Material for the task Start Marker
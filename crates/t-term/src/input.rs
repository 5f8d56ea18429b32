// SPDX-License-Identifier: MIT
//
// Key decoder.
//
// Turns raw stdin bytes into logical keys. Ordinary bytes, control
// bytes included, pass through verbatim as `Key::Char`. ESC starts a
// small state machine that recognizes the legacy navigation sequences:
//
//   ESC [ A/B/C/D        arrows
//   ESC [ H / ESC [ F    Home / End
//   ESC O H / ESC O F    Home / End (SS3 form)
//   ESC [ <digit> ~      1/7 Home, 3 Delete, 4/8 End, 5 PageUp, 6 PageDown
//
// # Escape vs escape-sequence ambiguity
//
// A bare ESC byte could be the Escape key or the start of a sequence.
// Every follow-up read goes through the same bounded-wait primitive as
// the first byte (VTIME in raw mode), so a lone ESC, or any sequence cut
// short, decodes as `Key::Escape` after one read timeout instead of
// blocking. Anything unrecognized also collapses to `Key::Escape`.

use std::fmt;

use bitflags::bitflags;
use tracing::debug;

use crate::error::{Error, Result};
use crate::terminal::ByteSource;

const ESC: u8 = 0x1B;

// ─── Key Types ──────────────────────────────────────────────────────────────

/// A decoded logical key.
#[derive(Debug, Clone, Copy, PartialEq, Eq, Hash)]
pub enum Key {
    /// Any byte that isn't part of an escape sequence, verbatim.
    ///
    /// Control combinations arrive as their control byte: Ctrl+Q is
    /// `Char(0x11)`. Use [`Key::ctrl`] to spell them.
    Char(u8),
    /// A standalone Escape, or an escape sequence we don't recognize.
    Escape,
    // ── Navigation ──────────────────────────────────────────────
    Up,
    Down,
    Left,
    Right,
    Home,
    End,
    PageUp,
    PageDown,
    // ── Editing ─────────────────────────────────────────────────
    Delete,
}

bitflags! {
    /// Modifier flags implied by a key's encoding.
    ///
    /// Legacy sequences carry no modifiers, so only control bytes report
    /// anything. Used when naming keys in logs.
    #[derive(Debug, Clone, Copy, PartialEq, Eq, Default, Hash)]
    pub struct Modifiers: u8 {
        const CTRL = 0b0000_0100;
    }
}

impl Key {
    /// The key produced by holding Ctrl with `c`.
    ///
    /// Terminals send Ctrl+letter as the letter with the top three bits
    /// cleared, so `ctrl(b'q')` and `ctrl(b'Q')` are both `Char(0x11)`.
    #[inline]
    #[must_use]
    pub const fn ctrl(c: u8) -> Self {
        Self::Char(c & 0x1f)
    }

    /// Modifiers implied by the key's byte encoding.
    #[must_use]
    pub const fn modifiers(self) -> Modifiers {
        match self {
            Self::Char(0x00..=0x1A | 0x1C..=0x1F) => Modifiers::CTRL,
            _ => Modifiers::empty(),
        }
    }
}

impl fmt::Display for Key {
    fn fmt(&self, f: &mut fmt::Formatter<'_>) -> fmt::Result {
        match *self {
            Self::Char(b) if self.modifiers().contains(Modifiers::CTRL) => {
                write!(f, "Ctrl+{}", char::from(b | 0x40))
            }
            Self::Char(0x7F) => f.write_str("Backspace"),
            Self::Char(b @ 0x20..=0x7E) => write!(f, "'{}'", char::from(b)),
            Self::Char(b) => write!(f, "0x{b:02X}"),
            Self::Escape => f.write_str("Escape"),
            Self::Up => f.write_str("Up"),
            Self::Down => f.write_str("Down"),
            Self::Left => f.write_str("Left"),
            Self::Right => f.write_str("Right"),
            Self::Home => f.write_str("Home"),
            Self::End => f.write_str("End"),
            Self::PageUp => f.write_str("PageUp"),
            Self::PageDown => f.write_str("PageDown"),
            Self::Delete => f.write_str("Delete"),
        }
    }
}

// ─── Decoder ────────────────────────────────────────────────────────────────

/// Block until one logical key has been read.
///
/// Polls `source` until a byte arrives; each poll waits at most the
/// device's read timeout, so this never spins faster than that.
///
/// # Errors
///
/// Returns [`Error::InputRead`] if the first read fails for a reason
/// other than "no data yet".
pub fn read_key(source: &mut impl ByteSource) -> Result<Key> {
    let byte = loop {
        if let Some(b) = source.read_byte().map_err(Error::InputRead)? {
            break b;
        }
    };

    if byte == ESC {
        Ok(decode_escape(source))
    } else {
        Ok(Key::Char(byte))
    }
}

/// One bounded read for a sequence follow-up byte.
///
/// A timeout and a failure both mean the sequence is over; the next
/// `read_key` will run into a persistent failure and report it.
fn follow_byte(source: &mut impl ByteSource) -> Option<u8> {
    match source.read_byte() {
        Ok(b) => b,
        Err(e) => {
            debug!(error = %e, "read failed inside escape sequence");
            None
        }
    }
}

/// Decode what follows an ESC byte.
fn decode_escape(source: &mut impl ByteSource) -> Key {
    let Some(first) = follow_byte(source) else {
        return Key::Escape;
    };
    let Some(second) = follow_byte(source) else {
        return Key::Escape;
    };

    let key = match first {
        b'[' if second.is_ascii_digit() => match follow_byte(source) {
            Some(b'~') => tilde_key(second),
            _ => None,
        },
        b'[' => csi_key(second),
        b'O' => ss3_key(second),
        _ => None,
    };

    key.unwrap_or_else(|| {
        debug!(first, second, "unrecognized escape sequence");
        Key::Escape
    })
}

/// `ESC [ <digit> ~` editing keys.
const fn tilde_key(digit: u8) -> Option<Key> {
    match digit {
        b'1' | b'7' => Some(Key::Home),
        b'3' => Some(Key::Delete),
        b'4' | b'8' => Some(Key::End),
        b'5' => Some(Key::PageUp),
        b'6' => Some(Key::PageDown),
        _ => None,
    }
}

/// `ESC [ <letter>` cursor keys.
const fn csi_key(final_byte: u8) -> Option<Key> {
    match final_byte {
        b'A' => Some(Key::Up),
        b'B' => Some(Key::Down),
        b'C' => Some(Key::Right),
        b'D' => Some(Key::Left),
        b'H' => Some(Key::Home),
        b'F' => Some(Key::End),
        _ => None,
    }
}

/// `ESC O <letter>` keys.
const fn ss3_key(final_byte: u8) -> Option<Key> {
    match final_byte {
        b'H' => Some(Key::Home),
        b'F' => Some(Key::End),
        _ => None,
    }
}

// ─── Tests ───────────────────────────────────────────────────────────────────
Material for the task End Marker
### Goal of the exercise
The full set of records above must be retyped exactly.

### Written answer
filename crates/t-term/src/input.rs
repository 5f8d56ea18429b32
// SPDX-License-Identifier: MIT
//
// Key decoder.
//
// Turns raw stdin bytes into logical keys. Ordinary bytes, control
// bytes included, pass through verbatim as `Key::Char`. ESC starts a
// small state machine that recognizes the legacy navigation sequences:
//
//   ESC [ A/B/C/D        arrows
//   ESC [ H / ESC [ F    Home / End
//   ESC O H / ESC O F    Home / End (SS3 form)
//   ESC [ <digit> ~      1/7 Home, 3 Delete, 4/8 End, 5 PageUp, 6 PageDown
//
// # Escape vs escape-sequence ambiguity
//
// A bare ESC byte could be the Escape key or the start of a sequence.
// Every follow-up read goes through the same bounded-wait primitive as
// the first byte (VTIME in raw mode), so a lone ESC, or any sequence cut
// short, decodes as `Key::Escape` after one read timeout instead of
// blocking. Anything unrecognized also collapses to `Key::Escape`.

use std::fmt;

use bitflags::bitflags;
use tracing::debug;

use crate::error::{Error, Result};
use crate::terminal::ByteSource;

const ESC: u8 = 0x1B;

// ─── Key Types ──────────────────────────────────────────────────────────────

/// A decoded logical key.
#[derive(Debug, Clone, Copy, PartialEq, Eq, Hash)]
pub enum Key {
    /// Any byte that isn't part of an escape sequence, verbatim.
    ///
    /// Control combinations arrive as their control byte: Ctrl+Q is
    /// `Char(0x11)`. Use [`Key::ctrl`] to spell them.
    Char(u8),
    /// A standalone Escape, or an escape sequence we don't recognize.
    Escape,
    // ── Navigation ──────────────────────────────────────────────
    Up,
    Down,
    Left,
    Right,
    Home,
    End,
    PageUp,
    PageDown,
    // ── Editing ─────────────────────────────────────────────────
    Delete,
}

bitflags! {
    /// Modifier flags implied by a key's encoding.
    ///
    /// Legacy sequences carry no modifiers, so only control bytes report
    /// anything. Used when naming keys in logs.
    #[derive(Debug, Clone, Copy, PartialEq, Eq, Default, Hash)]
    pub struct Modifiers: u8 {
        const CTRL = 0b0000_0100;
    }
}

impl Key {
    /// The key produced by holding Ctrl with `c`.
    ///
    /// Terminals send Ctrl+letter as the letter with the top three bits
    /// cleared, so `ctrl(b'q')` and `ctrl(b'Q')` are both `Char(0x11)`.
    #[inline]
    #[must_use]
    pub const fn ctrl(c: u8) -> Self {
        Self::Char(c & 0x1f)
    }

    /// Modifiers implied by the key's byte encoding.
    #[must_use]
    pub const fn modifiers(self) -> Modifiers {
        match self {
            Self::Char(0x00..=0x1A | 0x1C..=0x1F) => Modifiers::CTRL,
            _ => Modifiers::empty(),
        }
    }
}

impl fmt::Display for Key {
    fn fmt(&self, f: &mut fmt::Formatter<'_>) -> fmt::Result {
        match *self {
            Self::Char(b) if self.modifiers().contains(Modifiers::CTRL) => {
                write!(f, "Ctrl+{}", char::from(b | 0x40))
            }
            Self::Char(0x7F) => f.write_str("Backspace"),
            Self::Char(b @ 0x20..=0x7E) => write!(f, "'{}'", char::from(b)),
            Self::Char(b) => write!(f, "0x{b:02X}"),
            Self::Escape => f.write_str("Escape"),
            Self::Up => f.write_str("Up"),
            Self::Down => f.write_str("Down"),
            Self::Left => f.write_str("Left"),
            Self::Right => f.write_str("Right"),
            Self::Home => f.write_str("Home"),
            Self::End => f.write_str("End"),
            Self::PageUp => f.write_str("PageUp"),
            Self::PageDown => f.write_str("PageDown"),
            Self::Delete => f.write_str("Delete"),
        }
    }
}

// ─── Decoder ────────────────────────────────────────────────────────────────

/// Block until one logical key has been read.
///
/// Polls `source` until a byte arrives; each poll waits at most the
/// device's read timeout, so this never spins faster than that.
///
/// # Errors
///
/// Returns [`Error::InputRead`] if the first read fails for a reason
/// other than "no data yet".
pub fn read_key(source: &mut impl ByteSource) -> Result<Key> {
    let byte = loop {
        if let Some(b) = source.read_byte().map_err(Error::InputRead)? {
            break b;
        }
    };

    if byte == ESC {
        Ok(decode_escape(source))
    } else {
        Ok(Key::Char(byte))
    }
}

/// One bounded read for a sequence follow-up byte.
///
/// A timeout and a failure both mean the sequence is over; the next
/// `read_key` will run into a persistent failure and report it.
fn follow_byte(source: &mut impl ByteSource) -> Option<u8> {
    match source.read_byte() {
        Ok(b) => b,
        Err(e) => {
            debug!(error = %e, "read failed inside escape sequence");
            None
        }
    }
}

/// Decode what follows an ESC byte.
fn decode_escape(source: &mut impl ByteSource) -> Key {
    let Some(first) = follow_byte(source) else {
        return Key::Escape;
    };
    let Some(second) = follow_byte(source) else {
        return Key::Escape;
    };

    let key = match first {
        b'[' if second.is_ascii_digit() => match follow_byte(source) {
            Some(b'~') => tilde_key(second),
            _ => None,
        },
        b'[' => csi_key(second),
        b'O' => ss3_key(second),
        _ => None,
    };

    key.unwrap_or_else(|| {
        debug!(first, second, "unrecognized escape sequence");
        Key::Escape
    })
}

/// `ESC [ <digit> ~` editing keys.
const fn tilde_key(digit: u8) -> Option<Key> {
    match digit {
        b'1' | b'7' => Some(Key::Home),
        b'3' => Some(Key::Delete),
        b'4' | b'8' => Some(Key::End),
        b'5' => Some(Key::PageUp),
        b'6' => Some(Key::PageDown),
        _ => None,
    }
}

/// `ESC [ <letter>` cursor keys.
const fn csi_key(final_byte: u8) -> Option<Key> {
    match final_byte {
        b'A' => Some(Key::Up),
        b'B' => Some(Key::Down),
        b'C' => Some(Key::Right),
        b'D' => Some(Key::Left),
        b'H' => Some(Key::Home),
        b'F' => Some(Key::End),
        _ => None,
    }
}

/// `ESC O <letter>` keys.
const fn ss3_key(final_byte: u8) -> Option<Key> {
    match final_byte {
        b'H' => Some(Key::Home),
        b'F' => Some(Key::End),
        _ => None,
    }
}

// ─── Tests ───────────────────────────────────────────────────────────────────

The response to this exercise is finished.